From this list, Appveyor and Drone seemed the most promising to start with. Both allow for 100% self-hosting.

Appveyor

The appeal of Appveyor is that the config files are basic yaml, and everything runs in a Docker container. It sounds perfect. However, after experimentation there were a few issues.

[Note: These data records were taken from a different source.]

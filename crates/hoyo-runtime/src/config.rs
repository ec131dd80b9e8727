//! YAML-backed [`ConfigStore`]
//!
//! Used for the host's `bot.yml` and for every plugin's `config.yml`. Keys
//! keep their file order; a missing file is treated as an empty document and
//! is only created on [`ConfigStore::save`].

use hoyo_kernel::config::{ConfigError, ConfigResult, ConfigStore, ConfigValue, substitute_env_vars};
use parking_lot::Mutex;
use serde_yaml::{Mapping, Value};
use std::fs;
use std::path::{Path, PathBuf};
use std::sync::Arc;
use tracing::debug;

/// Config handle shared between the host and a plugin's context.
pub type SharedConfig = Arc<Mutex<YamlConfig>>;

#[derive(Debug, Clone)]
pub struct YamlConfig {
    path: PathBuf,
    values: Mapping,
    /// Leading `#` comment lines of the file as it was read.
    header: Vec<String>,
}

impl YamlConfig {
    /// Open `path`, reading it if it exists.
    pub fn open(path: impl Into<PathBuf>) -> ConfigResult<Self> {
        let path = path.into();
        if !path.exists() {
            debug!("Config file {:?} does not exist yet", path);
            return Ok(Self {
                path,
                values: Mapping::new(),
                header: Vec::new(),
            });
        }

        let content = fs::read_to_string(&path)?;
        let mut config = Self::from_str(&content)?;
        config.path = path;
        Ok(config)
    }

    /// Parse a YAML document. The result is not bound to a file until
    /// [`YamlConfig::set_path`] is called.
    pub fn from_str(content: &str) -> ConfigResult<Self> {
        let header = content
            .lines()
            .take_while(|line| line.trim_start().starts_with('#'))
            .map(str::to_string)
            .collect();

        let values = match serde_yaml::from_str::<Value>(content)
            .map_err(|e| ConfigError::Parse(e.to_string()))?
        {
            Value::Null => Mapping::new(),
            Value::Mapping(map) => map,
            other => {
                return Err(ConfigError::Parse(format!(
                    "expected a mapping at the top level, found {}",
                    kind_name(&other)
                )));
            }
        };

        Ok(Self {
            path: PathBuf::new(),
            values,
            header,
        })
    }

    /// Open `path` and fill in every missing default.
    pub fn with_defaults(
        path: impl Into<PathBuf>,
        defaults: &[(&str, ConfigValue)],
    ) -> ConfigResult<Self> {
        let mut config = Self::open(path)?;
        let added = config.apply_defaults(defaults);
        if added > 0 {
            debug!("Added {} default key(s) to {:?}", added, config.path);
        }
        Ok(config)
    }

    pub fn path(&self) -> &Path {
        &self.path
    }

    pub fn set_path(&mut self, path: impl Into<PathBuf>) {
        self.path = path.into();
    }

    pub fn header(&self) -> &[String] {
        &self.header
    }

    pub fn keys(&self) -> impl Iterator<Item = &str> {
        self.values.keys().filter_map(Value::as_str)
    }

    pub fn into_shared(self) -> SharedConfig {
        Arc::new(Mutex::new(self))
    }

    /// Serialized form of the store as [`ConfigStore::save`] would write it.
    pub fn render(&self, overwrite_comments: bool) -> ConfigResult<String> {
        let body = if self.values.is_empty() {
            String::new()
        } else {
            serde_yaml::to_string(&self.values)
                .map_err(|e| ConfigError::Serialization(e.to_string()))?
        };

        if overwrite_comments || self.header.is_empty() {
            return Ok(body);
        }

        let mut out = self.header.join("\n");
        out.push('\n');
        out.push_str(&body);
        Ok(out)
    }

    fn get(&self, key: &str) -> Option<&Value> {
        self.values.get(key)
    }
}

fn kind_name(value: &Value) -> &'static str {
    match value {
        Value::Null => "null",
        Value::Bool(_) => "a boolean",
        Value::Number(_) => "a number",
        Value::String(_) => "a string",
        Value::Sequence(_) => "a sequence",
        Value::Mapping(_) => "a mapping",
        Value::Tagged(_) => "a tagged value",
    }
}

fn to_yaml(value: ConfigValue) -> Value {
    match value {
        ConfigValue::Bool(b) => Value::Bool(b),
        ConfigValue::Int(i) => Value::Number(i.into()),
        ConfigValue::String(s) => Value::String(s),
    }
}

impl ConfigStore for YamlConfig {
    fn get_string(&self, key: &str, default: &str) -> String {
        match self.get(key) {
            Some(Value::String(s)) => substitute_env_vars(s),
            Some(Value::Number(n)) => n.to_string(),
            Some(Value::Bool(b)) => b.to_string(),
            _ => default.to_string(),
        }
    }

    fn get_int(&self, key: &str, default: i64) -> i64 {
        match self.get(key) {
            Some(Value::Number(n)) => n.as_i64().unwrap_or(default),
            Some(Value::String(s)) => substitute_env_vars(s).trim().parse().unwrap_or(default),
            _ => default,
        }
    }

    fn get_bool(&self, key: &str, default: bool) -> bool {
        match self.get(key) {
            Some(Value::Bool(b)) => *b,
            Some(Value::String(s)) => match substitute_env_vars(s).trim() {
                "true" | "yes" | "on" => true,
                "false" | "no" | "off" => false,
                _ => default,
            },
            _ => default,
        }
    }

    fn contains(&self, key: &str) -> bool {
        self.values.contains_key(key)
    }

    fn put(&mut self, key: &str, value: ConfigValue) {
        self.values.insert(Value::String(key.to_string()), to_yaml(value));
    }

    fn save(&mut self, overwrite_comments: bool) -> ConfigResult<()> {
        if self.path.as_os_str().is_empty() {
            return Err(ConfigError::InvalidValue {
                key: "path".to_string(),
                reason: "config is not bound to a file".to_string(),
            });
        }
        let content = self.render(overwrite_comments)?;
        if let Some(parent) = self.path.parent().filter(|p| !p.as_os_str().is_empty()) {
            fs::create_dir_all(parent)?;
        }
        fs::write(&self.path, content)?;
        if overwrite_comments {
            self.header.clear();
        }
        debug!("Saved config to {:?}", self.path);
        Ok(())
    }
}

  1. Appveyor was originally designed for Microsoft Windows, with .NET and Powershell being key ingredients. While it can run on Linux, it’s not a native Linux application. Most of the CI testing done by Boost and CPPAlliance runs on Linux.
  2. Specifically, the Docker experience on Windows is not nearly as smooth as Linux. I encountered numerous complexities when setting up Appveyor Windows Docker containers.
  3. Bugs in their app.

Due to a combination of those reasons, Appveyor was not the best choice for this project.

Drone

Within the first day or two experimenting with Drone, it became clear that this was an excellent CI framework:

  1. Simple, usable UI
  2. Easy installation
  3. Linux and Docker native
  4. Small number of processes to run
  5. Integrates with PostgreSQL, MySQL, Amazon S3
  6. Autoscale the agents
  7. Badges on github repos

The main drawback with Drone is the absence of “matrix” builds. Their alternative for matrices is jsonnet or starlark, which are flexible scripting languages. I was apprehensive about this point, thinking that the end-user would prefer simple yaml files - exactly like Travis. And, in fact, that is probably the case. Basic yaml files are easier to understand. However, on balance, this was the only noticable problem with Drone, and everything else seemed to be in order. The resulting starlark files do have a matrix-like configuration where each job can be customized.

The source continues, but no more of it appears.